*What to do*:
Nothing but the lines from the start of the entries through the line containing "-> Result<ResultSet, rusqlite::Error>" should appear in the answer, each given exactly.

*Records to process*:
== Segment start ==
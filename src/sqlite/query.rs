use std::collections::VecDeque;

use rusqlite::types::Value;
use rusqlite::{Connection, params_from_iter};

use super::params::from_sqlite_value;
use crate::results::{PendingRow, ResultSet};
use crate::translation::leading_keyword;
use crate::types::RowValues;

/// Run one statement on a locked connection.
///
/// A failure on the first step is a statement failure and is returned as such; a failure
/// on a later row ends the result early and surfaces when the cursor reaches it.
///
/// # Errors
/// Returns the driver error if the statement cannot be prepared or executed.
pub(crate) fn execute(
    conn: &Connection,
    sql: &str,
    params: &[RowValues],
) -> Result<ResultSet, rusqlite::Error> {
    let mut stmt = conn.prepare(sql)?;

    if stmt.column_count() == 0 {
        let changed = stmt.execute(params_from_iter(params.iter()))?;
        let affected = u64::try_from(changed).unwrap_or(u64::MAX);
        let inserted = ["INSERT", "REPLACE"]
            .iter()
            .any(|k| k.eq_ignore_ascii_case(leading_keyword(sql)));
        let last_insert_id =
            (inserted && affected > 0).then(|| conn.last_insert_rowid().to_string());
        return Ok(ResultSet::from_command(affected, last_insert_id));
    }

    let columns: Vec<String> = stmt
        .column_names()
        .into_iter()
        .map(str::to_string)
        .collect();
    let readonly = stmt.readonly();

    let mut pending = VecDeque::new();
    let mut rows = stmt.query(params_from_iter(params.iter()))?;
    loop {
        let next = rows.next().and_then(|row| {
            row.map(|row| {
                (0..columns.len())
                    .map(|idx| row.get::<_, Value>(idx).map(from_sqlite_value))
                    .collect::<Result<Vec<_>, _>>()
            })
            .transpose()
        });
        match next {
            Ok(Some(values)) => pending.push_back(PendingRow::Ready(values)),
            Ok(None) => break,
            Err(e) if pending.is_empty() => return Err(e),
            Err(e) => {
                pending.push_back(PendingRow::Failed(e.to_string()));
                break;
            }
        }
    }
    drop(rows);

    let affected = if readonly {
        0
    } else {
        u64::try_from(conn.changes()).unwrap_or(u64::MAX)
    };
    Ok(ResultSet::with_pending(columns, pending, affected))
}
use chrono::NaiveDateTime;
use serde_json::Value as JsonValue;

/// Values bound as statement parameters and returned as row columns.
///
/// The same enum crosses every backend so callers never touch driver types:
/// ```rust
/// use storage_sql::prelude::*;
///
/// let params = vec![
///     RowValues::Int(1),
///     RowValues::Text("alice".into()),
///     RowValues::Null,
/// ];
/// # let _ = params;
/// ```
#[derive(Debug, Clone, PartialEq)]
pub enum RowValues {
    /// Integer value (64-bit)
    Int(i64),
    /// Floating point value (64-bit)
    Float(f64),
    /// Text/string value
    Text(String),
    /// Boolean value
    Bool(bool),
    /// Timestamp value
    Timestamp(NaiveDateTime),
    /// NULL value
    Null,
    /// JSON value
    JSON(JsonValue),
    /// Binary data
    Blob(Vec<u8>),
}

impl RowValues {
    /// Check if this value is NULL
    #[must_use]
    pub fn is_null(&self) -> bool {
        matches!(self, Self::Null)
    }

    #[must_use]
    pub fn as_int(&self) -> Option<&i64> {
        if let RowValues::Int(value) = self {
            Some(value)
        } else {
            None
        }
    }

    #[must_use]
    pub fn as_text(&self) -> Option<&str> {
        if let RowValues::Text(value) = self {
            Some(value)
        } else {
            None
        }
    }

    /// Booleans, plus SQLite's `0`/`1` integer encoding.
    #[must_use]
    pub fn as_bool(&self) -> Option<bool> {
        match self {
            RowValues::Bool(value) => Some(*value),
            RowValues::Int(1) => Some(true),
            RowValues::Int(0) => Some(false),
            _ => None,
        }
    }

    #[must_use]
    pub fn as_timestamp(&self) -> Option<NaiveDateTime> {
        if let RowValues::Timestamp(value) = self {
            return Some(*value);
        } else if let Some(s) = self.as_text() {
            // Try "YYYY-MM-DD HH:MM:SS"
            if let Ok(dt) = NaiveDateTime::parse_from_str(s, "%Y-%m-%d %H:%M:%S") {
                return Some(dt);
            }
            // Try "YYYY-MM-DD HH:MM:SS.SSS"
            if let Ok(dt) = NaiveDateTime::parse_from_str(s, "%Y-%m-%d %H:%M:%S%.f") {
                return Some(dt);
            }
        }
        None
    }

    #[must_use]
    pub fn as_float(&self) -> Option<f64> {
        if let RowValues::Float(value) = self {
            Some(*value)
        } else {
            None
        }
    }

    #[must_use]
    pub fn as_blob(&self) -> Option<&[u8]> {
        if let RowValues::Blob(bytes) = self {
            Some(bytes)
        } else {
            None
        }
    }

    /// Render the value the way a generated identifier is handed back to callers.
    ///
    /// `None` for NULL and binary values.
    #[must_use]
    pub fn to_plain_string(&self) -> Option<String> {
        match self {
            RowValues::Int(i) => Some(i.to_string()),
            RowValues::Float(f) => Some(f.to_string()),
            RowValues::Text(s) => Some(s.clone()),
            RowValues::Bool(b) => Some(b.to_string()),
            RowValues::Timestamp(dt) => Some(dt.format("%F %T%.f").to_string()),
            RowValues::JSON(v) => Some(v.to_string()),
            RowValues::Null | RowValues::Blob(_) => None,
        }
    }
}

impl From<i64> for RowValues {
    fn from(value: i64) -> Self {
        RowValues::Int(value)
    }
}

impl From<i32> for RowValues {
    fn from(value: i32) -> Self {
        RowValues::Int(i64::from(value))
    }
}

impl From<f64> for RowValues {
    fn from(value: f64) -> Self {
        RowValues::Float(value)
    }
}

impl From<bool> for RowValues {
    fn from(value: bool) -> Self {
        RowValues::Bool(value)
    }
}

impl From<&str> for RowValues {
    fn from(value: &str) -> Self {
        RowValues::Text(value.to_owned())
    }
}

impl From<String> for RowValues {
    fn from(value: String) -> Self {
        RowValues::Text(value)
    }
}

impl From<Vec<u8>> for RowValues {
    fn from(value: Vec<u8>) -> Self {
        RowValues::Blob(value)
    }
}

impl From<NaiveDateTime> for RowValues {
    fn from(value: NaiveDateTime) -> Self {
        RowValues::Timestamp(value)
    }
}

impl<T: Into<RowValues>> From<Option<T>> for RowValues {
    fn from(value: Option<T>) -> Self {
        value.map_or(RowValues::Null, Into::into)
    }
}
== Segment end ==
*Task result*:
filename src/sqlite/query.rs
use std::collections::VecDeque;

use rusqlite::types::Value;
use rusqlite::{Connection, params_from_iter};

use super::params::from_sqlite_value;
use crate::results::{PendingRow, ResultSet};
use crate::translation::leading_keyword;
use crate::types::RowValues;

/// Run one statement on a locked connection.
///
/// A failure on the first step is a statement failure and is returned as such; a failure
/// on a later row ends the result early and surfaces when the cursor reaches it.
///
/// # Errors
/// Returns the driver error if the statement cannot be prepared or executed.
pub(crate) fn execute(
    conn: &Connection,
    sql: &str,
    params: &[RowValues],
) -> Result<ResultSet, rusqlite::Error> {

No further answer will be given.